Anyway, my father accused me of opening his post to find out about my mum, then he said he had access to my health records . This is a pitiful attempt at bullying. I found the patient information leaflet about her drugs by our bed.

My father has always been a nutter and domestic violence has always been a problem. These days he seems to have less control over who he loses his temper with, or where he loses it. He is disintergrating in a really unpleasant way.

kokeshi · 05/01/2008 06:08

Morning folks.

Well done in staying sober on thursday night Scarlett. Howe did you get on last night? The first few weeks of coming off alcohol are quite rough physically and emotionally so do be kind to yourself. It does get better though! The first thing I think you'll realise is how much more energy you have, and people definitely remarked on the changes in my appearance.

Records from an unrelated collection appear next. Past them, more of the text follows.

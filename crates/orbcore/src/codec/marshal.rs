// SPDX-License-Identifier: Apache-2.0 OR MIT
// Copyright (c) 2025-2026 naskel.com

//! Wire codec for structured values.
//!
//! Fixed little-endian layout, no padding between fields, no field names
//! on the wire. Strings are a u32 byte-length prefix followed by raw
//! UTF-8; sequences are a u32 element count followed by the elements;
//! enums are a u32 ordinal in declaration order; struct fields are
//! written strictly in declared order.

use crate::codec::Value;
use crate::typedesc::{FieldDescriptor, PrimitiveKind, TypeDescriptor, TypeKind};
use std::fmt;

/// Errors for marshal/unmarshal operations.
#[derive(Debug)]
pub enum MarshalError {
    /// Input ended before a value was complete.
    UnexpectedEof { need: usize, have: usize },
    /// A sequence declared more elements than bytes remain in the input.
    SequenceBound { declared: usize, remaining: usize },
    /// An enum ordinal fell outside its declared domain.
    EnumOrdinal { ordinal: u32, domain: usize },
    /// String bytes were not valid UTF-8.
    Utf8(std::string::FromUtf8Error),
    /// The value did not match the descriptor's kind.
    TypeMismatch { expected: String, found: String },
    /// A struct value was missing a declared field.
    MissingField(String),
    /// A char outside the single-byte wire range.
    CharRange { value: char },
    /// A string or sequence longer than the u32 length prefix can carry.
    LengthOverflow { length: usize },
}

impl fmt::Display for MarshalError {
    fn fmt(&self, f: &mut fmt::Formatter<'_>) -> fmt::Result {
        match self {
            Self::UnexpectedEof { need, have } => {
                write!(f, "Truncated input: need {} bytes, have {}", need, have)
            }
            Self::SequenceBound { declared, remaining } => write!(
                f,
                "Sequence count too large: {} declared, only {} bytes remaining",
                declared, remaining
            ),
            Self::EnumOrdinal { ordinal, domain } => write!(
                f,
                "Enum ordinal {} outside declared domain of {} labels",
                ordinal, domain
            ),
            Self::Utf8(e) => write!(f, "UTF-8 error: {}", e),
            Self::TypeMismatch { expected, found } => {
                write!(f, "Type mismatch: expected {}, found {}", expected, found)
            }
            Self::MissingField(name) => write!(f, "Missing field: {}", name),
            Self::CharRange { value } => write!(
                f,
                "Char U+{:04X} outside the single-byte wire range",
                *value as u32
            ),
            Self::LengthOverflow { length } => {
                write!(f, "Length {} exceeds the u32 prefix range", length)
            }
        }
    }
}

impl std::error::Error for MarshalError {
    fn source(&self) -> Option<&(dyn std::error::Error + 'static)> {
        match self {
            Self::Utf8(e) => Some(e),
            _ => None,
        }
    }
}

impl From<std::string::FromUtf8Error> for MarshalError {
    fn from(e: std::string::FromUtf8Error) -> Self {
        Self::Utf8(e)
    }
}

/// Encode a single value against its descriptor.
pub fn encode_value(value: &Value, descriptor: &TypeDescriptor) -> Result<Vec<u8>, MarshalError> {
    let mut encoder = Encoder::new();
    encoder.encode_value(value, descriptor)?;
    Ok(encoder.into_bytes())
}

/// Decode a single value against its descriptor.
pub fn decode_value(bytes: &[u8], descriptor: &TypeDescriptor) -> Result<Value, MarshalError> {
    let mut decoder = Decoder::new(bytes);
    decoder.decode_value(descriptor)
}

/// Streaming encoder; values appended in call order.
///
/// Public so callers can marshal an operation's argument list into one
/// contiguous stream, the caller side of the request data flow.
#[derive(Debug, Default)]
pub struct Encoder {
    buffer: Vec<u8>,
}
// SPDX-License-Identifier: Apache-2.0 OR MIT
// Copyright (c) 2025-2026 naskel.com

//! Remote object references and interface narrowing.
//!
//! An [`ObjectRef`] pairs an opaque transport-level delegate with an
//! interface identity. [`ObjectRef::narrow`] converts a generic
//! reference into one typed for a target interface, verified by a
//! remote identity query when the local identity does not already
//! satisfy it; [`ObjectRef::unchecked_narrow`] skips the query and
//! places the burden of correctness on the caller.

use std::fmt;
use std::sync::Arc;

/// Opaque endpoint handle supplied by the transport/directory layer.
///
/// The only capability this layer needs from it is the remote identity
/// query: "does this endpoint implement `interface_id`?".
pub trait ObjectDelegate: Send + Sync {
    /// Remote identity check. One round trip.
    fn is_a(&self, interface_id: &str) -> bool;
}

/// Errors for narrowing operations.
#[derive(Debug, Clone, PartialEq, Eq)]
pub enum NarrowError {
    /// The endpoint answered the identity query negatively.
    TypeMismatch { requested: String, actual: String },
}

impl fmt::Display for NarrowError {
    fn fmt(&self, f: &mut fmt::Formatter<'_>) -> fmt::Result {
        match self {
            Self::TypeMismatch { requested, actual } => write!(
                f,
                "Narrow failed: endpoint with identity '{}' does not implement '{}'",
                actual, requested
            ),
        }
    }
}

impl std::error::Error for NarrowError {}

/// A remote object reference: opaque delegate plus interface identity.
#[derive(Clone)]
pub struct ObjectRef {
    delegate: Arc<dyn ObjectDelegate>,
    interface_id: String,
}

impl ObjectRef {
    /// Wrap a delegate under the given interface identity.
    pub fn new(delegate: Arc<dyn ObjectDelegate>, interface_id: impl Into<String>) -> Self {
        Self {
            delegate,
            interface_id: interface_id.into(),
        }
    }

    /// The interface identity this reference is currently typed for.
    pub fn interface_id(&self) -> &str {
        &self.interface_id
    }

    /// True if this reference already satisfies `interface_id` locally.
    pub fn satisfies(&self, interface_id: &str) -> bool {
        self.interface_id == interface_id
    }

    /// Narrow this reference to `target_id`.
    ///
    /// If the reference already satisfies the target interface it is
    /// returned unchanged with no remote traffic. Otherwise one remote
    /// identity query is made: an affirmative answer yields a new proxy
    /// over the same delegate, a negative one fails with
    /// [`NarrowError::TypeMismatch`].
    pub fn narrow(&self, target_id: &str) -> Result<ObjectRef, NarrowError> {
        if self.satisfies(target_id) {
            return Ok(self.clone());
        }
        if self.delegate.is_a(target_id) {
            log::debug!(
                "narrow: '{}' verified as '{}' via remote identity check",
                self.interface_id,
                target_id
            );
            Ok(ObjectRef {
                delegate: Arc::clone(&self.delegate),
                interface_id: target_id.to_string(),
            })
        } else {
            log::warn!(
                "narrow: endpoint '{}' rejected identity '{}'",
                self.interface_id,
                target_id
            );
            Err(NarrowError::TypeMismatch {
                requested: target_id.to_string(),
                actual: self.interface_id.clone(),
            })
        }
    }

    /// Narrow without the remote identity query.
    ///
    /// No round trip, no verification. The caller asserts the endpoint
    /// implements `target_id`; misuse surfaces at call time, not here.
    pub fn unchecked_narrow(&self, target_id: &str) -> ObjectRef {
        if self.satisfies(target_id) {
            return self.clone();
        }
        ObjectRef {
            delegate: Arc::clone(&self.delegate),
            interface_id: target_id.to_string(),
        }
    }
}

impl PartialEq for ObjectRef {
    /// Two references are equal when they wrap the same delegate under
    /// the same interface identity.
    fn eq(&self, other: &Self) -> bool {
        Arc::ptr_eq(&self.delegate, &other.delegate) && self.interface_id == other.interface_id
    }
}

impl fmt::Debug for ObjectRef {
    fn fmt(&self, f: &mut fmt::Formatter<'_>) -> fmt::Result {
        f.debug_struct("ObjectRef")
            .field("interface_id", &self.interface_id)
            .field("delegate", &Arc::as_ptr(&self.delegate))
            .finish()
    }
}

#[cfg(test)]
mod tests {
    use super::*;
    use std::sync::atomic::{AtomicUsize, Ordering};

    const TRACKER_ID: &str = "IDL:Test/Tracker:1.0";

    struct CountingDelegate {
        implements: Vec<String>,
        queries: AtomicUsize,
    }

    impl CountingDelegate {
        fn new(implements: &[&str]) -> Arc<Self> {
            Arc::new(Self {
                implements: implements.iter().map(ToString::to_string).collect(),
                queries: AtomicUsize::new(0),
            })
        }

        fn queries(&self) -> usize {
            self.queries.load(Ordering::SeqCst)
        }
    }

    impl ObjectDelegate for CountingDelegate {
        fn is_a(&self, interface_id: &str) -> bool {
            self.queries.fetch_add(1, Ordering::SeqCst);
            self.implements.iter().any(|id| id == interface_id)
        }
    }

    #[test]
    fn narrow_identity_path_skips_remote_check() {
        let delegate = CountingDelegate::new(&[TRACKER_ID]);
        let r = ObjectRef::new(delegate.clone(), TRACKER_ID);

        let narrowed = r.narrow(TRACKER_ID).expect("narrow");
        assert_eq!(narrowed, r);
        assert_eq!(delegate.queries(), 0);
    }

    #[test]
    fn narrow_verifies_then_rewraps_same_delegate() {
        let delegate = CountingDelegate::new(&[TRACKER_ID]);
        let generic = ObjectRef::new(delegate.clone(), "IDL:Test/Object:1.0");

        let narrowed = generic.narrow(TRACKER_ID).expect("narrow");
        assert_eq!(narrowed.interface_id(), TRACKER_ID);
        assert_eq!(delegate.queries(), 1);

        // Idempotence: narrowing the result again is the identity path.
        let again = narrowed.narrow(TRACKER_ID).expect("narrow");
        assert_eq!(again, narrowed);
        assert_eq!(delegate.queries(), 1);
    }

    #[test]
    fn narrow_negative_answer_is_type_mismatch() {
        let delegate = CountingDelegate::new(&[]);
        let generic = ObjectRef::new(delegate, "IDL:Test/Object:1.0");

        let err = generic.narrow(TRACKER_ID).unwrap_err();
        assert_eq!(
            err,
            NarrowError::TypeMismatch {
                requested: TRACKER_ID.to_string(),
                actual: "IDL:Test/Object:1.0".to_string(),
            }
        );
    }

    #[test]
    fn unchecked_narrow_never_queries() {
        // Delegate that does not implement the target; unchecked_narrow
        // must neither ask nor care.
        let delegate = CountingDelegate::new(&[]);
        let generic = ObjectRef::new(delegate.clone(), "IDL:Test/Object:1.0");

        let narrowed = generic.unchecked_narrow(TRACKER_ID);
        assert_eq!(narrowed.interface_id(), TRACKER_ID);
        assert_eq!(delegate.queries(), 0);
    }
}
// SPDX-License-Identifier: MPL-2.0

//! Settings page view for the Swatch application.

use crate::app::{AppModel, Message};
use crate::fl;
use crate::palette::PaletteKind;
use cosmic::iced::{Alignment, Length};
use cosmic::prelude::*;
use cosmic::widget;

/// View for the Settings page
pub fn view(app: &AppModel, space_s: u16, space_m: u16) -> Element<'_, Message> {
    let header = widget::text::title1(fl!("settings"));

    let selected_palette = PaletteKind::all()
        .iter()
        .position(|palette| *palette == app.config.palette);

    let picker_section = cosmic::widget::settings::section()
        .title(fl!("picker-config"))
        .add(
            cosmic::widget::settings::item::builder(fl!("palette"))
                .description(fl!("palette-description"))
                .control(
                    widget::column::with_capacity(2)
                        .push(
                            widget::dropdown(PaletteKind::labels(), selected_palette, |index| {
                                Message::PaletteSelected(index)
                            })
                            .width(Length::Fixed(200.0)),
                        )
                        .push(widget::text::caption(format!(
                            "{}: {}",
                            fl!("palette-size"),
                            app.config.palette.options().len()
                        )))
                        .spacing(space_s),
                ),
        )
        .add(
            cosmic::widget::settings::item::builder(fl!("show-values"))
                .description(fl!("show-values-description"))
                .control(
                    widget::row::with_capacity(2)
                        .push(
                            widget::button::text(fl!("enabled"))
                                .class(if app.config.show_values {
                                    cosmic::theme::Button::Suggested
                                } else {
                                    cosmic::theme::Button::Standard
                                })
                                .on_press(Message::ShowValuesChanged(true)),
                        )
                        .push(
                            widget::button::text(fl!("disabled"))
                                .class(if app.config.show_values {
                                    cosmic::theme::Button::Standard
                                } else {
                                    cosmic::theme::Button::Suggested
                                })
                                .on_press(Message::ShowValuesChanged(false)),
                        )
                        .spacing(space_s)
                        .align_y(Alignment::Center),
                ),
        );

    widget::scrollable(
        widget::column::with_capacity(2)
            .push(header)
            .push(picker_section)
            .spacing(space_m)
            .width(Length::Fill),
    )
    .height(Length::Fill)
    .into()
}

I think it's important to replace the time you spent drinking with another activity, a hobby or interest perhaps? Do you have anything you enjoy doing that's been neglected recently? Keep posting and let us know how you get on day by day. I've also found it;s really important to share about my feelings, or else it will take me right back to suppressing them with alcohol.

Hi hellobello, good to see you, and sorry you're having a bad time with your family. Your Dad sounds really difficult. I think you should give yourself a lot of credit for surviving this kind of dysfunction. I think to a certain extent a lot of us still drag about stuff that our parents laid on us, it's hard to truly break away from it. I still have a strange relationship with my Dad, I feel like a total failure when I'm in his company and I never know what to say to him. He's made it pretty clear that I haven't reached my potential...barbed comments about how I should be living in a million dollar apartment in Manhattan by now (bizarre) and how I should be a consultant. Still gets to me after all this time...

Hi teasle, BM and PaperChain, Good to see all you guys posting and keeping the thread active.

OP posts:
Chardonnaylover · 05/01/2008 10:56

Hi all - havent posted over Christmas as felt so guilty - spent most days using the fact that it was Christmas as an excuse to start having a drink around lunchtime and carrying on through the day, doesnt help that my family will quite happily do the same.

But I'm back adn pleased to report that January has so far been booze free. This is day 5 and the plan is to at least do a week, if not more......wish me luck. I havent had time to read all the posts yet so hope you are all doing ok and welcome to anyone new who has taken the plunge!